Но Елизавета Петровна уже не получила их.

Она заболела и внезапно скончалась в самый день Рождества — 25 декабря при очень странных симптомах — при кровавой рвоте, поносе, при ослабевшем сердце.

Ходили крепкие слухи, что Петровна была кем-то отравлена…

Глава 9. Император Петр Третий

Вставало хмурое рождественское утро. В высокие мерзлые окна деревянного временного дворца, в котором жила Елизавета, в то время как на месте старого Зимнего дворца Растрелли строил новый, лился поздний рассвет… В приемной зале, в ожидании событий, тревожно собрались сенат, синод, генералитет, все высокие персоны государства. Черные клобуки и рясы духовенства, лиловые мантии князей церкви — архиереев, черные парчовые кафтаны гражданских вельмож, мундиры генералов, рота гвардии со знаменем заполняли обширную залу. Говорили шепотом, все стояли. Сидели только двое стариков — Иван Иванович Неплюев, еще сотрудник Петра Первого, да князь Шаховский… Умирала Петровна.

Заканчивалось одно царствование, начиналось другое. «Молодой двор» брал теперь власть несомненно. Безотложно. Вместе с этим выносился приговор всем тем, которые не сумели вовремя унюхать, куда дует ветер. Приговор этот грозил быть нещадным. Приходил новый хозяин… В зале тянуло близкой смертью, холодком близкого неизвестного.
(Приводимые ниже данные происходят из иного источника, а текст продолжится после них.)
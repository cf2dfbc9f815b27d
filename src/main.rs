use clap::Parser;
use log::{info, warn};
use tokio::net::TcpListener;

use miniwiki::logger::Logger;
use miniwiki::{create_router, AppState, Config, FileService, WikiConfig, WikiError};

#[tokio::main]
async fn main() -> Result<(), WikiError> {
    let config = Config::parse();
    if let Err(e) = Logger::init() {
        eprintln!("logger already initialized: {e}");
    }

    let wiki = WikiConfig::from_config(&config)?;
    FileService::new(wiki.dir.clone()).ensure_dir()?;

    if !wiki.editable() {
        warn!("No password was given (with --pass or MINIWIKI_PASS), therefore page editing is disabled.");
    }

    let app = create_router(AppState::new(wiki));

    let addr = config.listen_addr();
    let listener = TcpListener::bind(addr.as_str()).await?;
    info!("Wiki '{}' serving {:?}, listening on http://{}", config.name, config.dir, addr);
    axum::serve(listener, app).await.map_err(WikiError::from)
}
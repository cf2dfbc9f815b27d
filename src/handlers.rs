use axum::{
    extract::{rejection::FormRejection, State},
    http::{header, Method, StatusCode, Uri},
    response::{Html, IntoResponse, Response},
    Form,
};

use crate::components::TemplateComponent;
use crate::controller::Outcome;
use crate::errors::WikiError;
use crate::types::{AppState, EditSubmission};

/// Handle every path outside `/e/`: the view flow
pub async fn handle_view(State(state): State<AppState>, method: Method, uri: Uri) -> Response {
    if method != Method::GET && method != Method::HEAD {
        log::debug!("{} not allowed on {}", method, uri.path());
        return (StatusCode::METHOD_NOT_ALLOWED, [(header::ALLOW, "GET, HEAD")]).into_response();
    }
    log::info!("View request received: '{}'", uri.path());
    state.controller().view(uri.path()).into_response()
}

/// Handle `GET /e/<name>`: the edit form
pub async fn handle_edit(State(state): State<AppState>, uri: Uri) -> Response {
    log::info!("Edit request received: '{}'", uri.path());
    state.controller().edit_form(uri.path()).into_response()
}

/// Handle `POST /e/<name>`: an edit submission
pub async fn handle_edit_submit(
    State(state): State<AppState>,
    uri: Uri,
    form: Result<Form<EditSubmission>, FormRejection>,
) -> Response {
    log::info!("Edit submission received: '{}'", uri.path());
    let submission = form.map(|Form(submission)| submission).map_err(|e| WikiError::Form(e.to_string()));
    state.controller().submit(uri.path(), submission).into_response()
}

impl IntoResponse for Outcome {
    fn into_response(self) -> Response {
        let templates = TemplateComponent::new();
        match self {
            Outcome::Render(view) => Html(templates.render_page(&view)).into_response(),
            Outcome::Missing(view) => (StatusCode::NOT_FOUND, Html(templates.render_page(&view))).into_response(),
            Outcome::Found(location) => redirect(StatusCode::FOUND, location),
            Outcome::Moved(location) => redirect(StatusCode::PERMANENT_REDIRECT, location),
            Outcome::Failed(err) => err.into_response(),
        }
    }
}

fn redirect(status: StatusCode, location: String) -> Response {
    (status, [(header::LOCATION, location)]).into_response()
}
//! Infrastructure Layer: Byte Stream
//!
//! Provides the byte-cursor collaborators used by the term codec: a
//! [`ByteWriter`] that appends fixed-width big-endian fields to a growing
//! buffer and yields an immutable snapshot, and a [`ByteReader`] that reads
//! the same fields back from a borrowed slice.
//!
//! ## Modules
//!
//! - **[`writer`](writer/index.html)**: append-only big-endian writer
//! - **[`reader`](reader/index.html)**: cursor-based big-endian reader
//!
//! Both sides are deliberately codec-agnostic; they know byte widths and
//! byte order, never tags.

pub mod reader;
pub mod writer;

pub use reader::{ByteReader, ReadError};
pub use writer::ByteWriter;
После полудня — первый вскрик отчаяния, потом женские рыдания, потом глухой мужской плач, вздохи, замелькали крестящиеся руки. Толпа тревожно шевельнулась, когда, шаркая ревматическими ногами в бархатных сапогах по перламутровым инкрустациям паркета, вышел на середину залы фельдмаршал Никита Юрьевич Трубецкой, старший из сенаторов. За ним шли придворные доктора — Круз и Монсий.

Старость уже согнула широкий стан Трубецкого, седая голова тряслась от волнения, рот ввалился, но глаза еще блестели. После стука булавы церемониймейстера Трубецкой старческим голосом объявил, что ее императорское величество самодержица всероссийская Елизавета Петровна «почила в бозе»[45] и на престол вступил его императорское величество государь император Петр Федорович Третий.

Толпа задвигалась, ожила, разбилась на кучки, в кучках стали шептаться между собой. А больше говорили все без слов — глазами, движениями голов, блеском глаз, то радостных, то встревоженных: Ждали теперь выхода нового императора и присяги.

Стемнело, внесли зажженные свечи, когда раздался снова стук булавы церемониймейстера и из белой с золотом высокой двери попарно стали выходить придворные чины. За ними, стуча каблуками ботфортов, быстрой походкой, не скрывая торжествующей улыбки, еще больше бледный от черного бархата кафтана, вышел, поднялся на ступени трона он — новый царь.

Петр остановился у трона. Подбоченясь левой рукой, правой он сделал широкий приветственный жест, обращенный ко всем собравшимся. Длинные ноги, маленькое тельце, пудреная белая головка этого «величества», ожесточенные и в то же время смеющиеся глаза, одновременно яростные и слабые, встали, как привидение, над согнутыми в глубоком поклоне спинами.

К нижней ступени трона подошел Волков, развернул лист первого манифеста. Все слушали внимательно, вытянув шеи, приложив к ушам ладони, дабы не проронить ни одного слова.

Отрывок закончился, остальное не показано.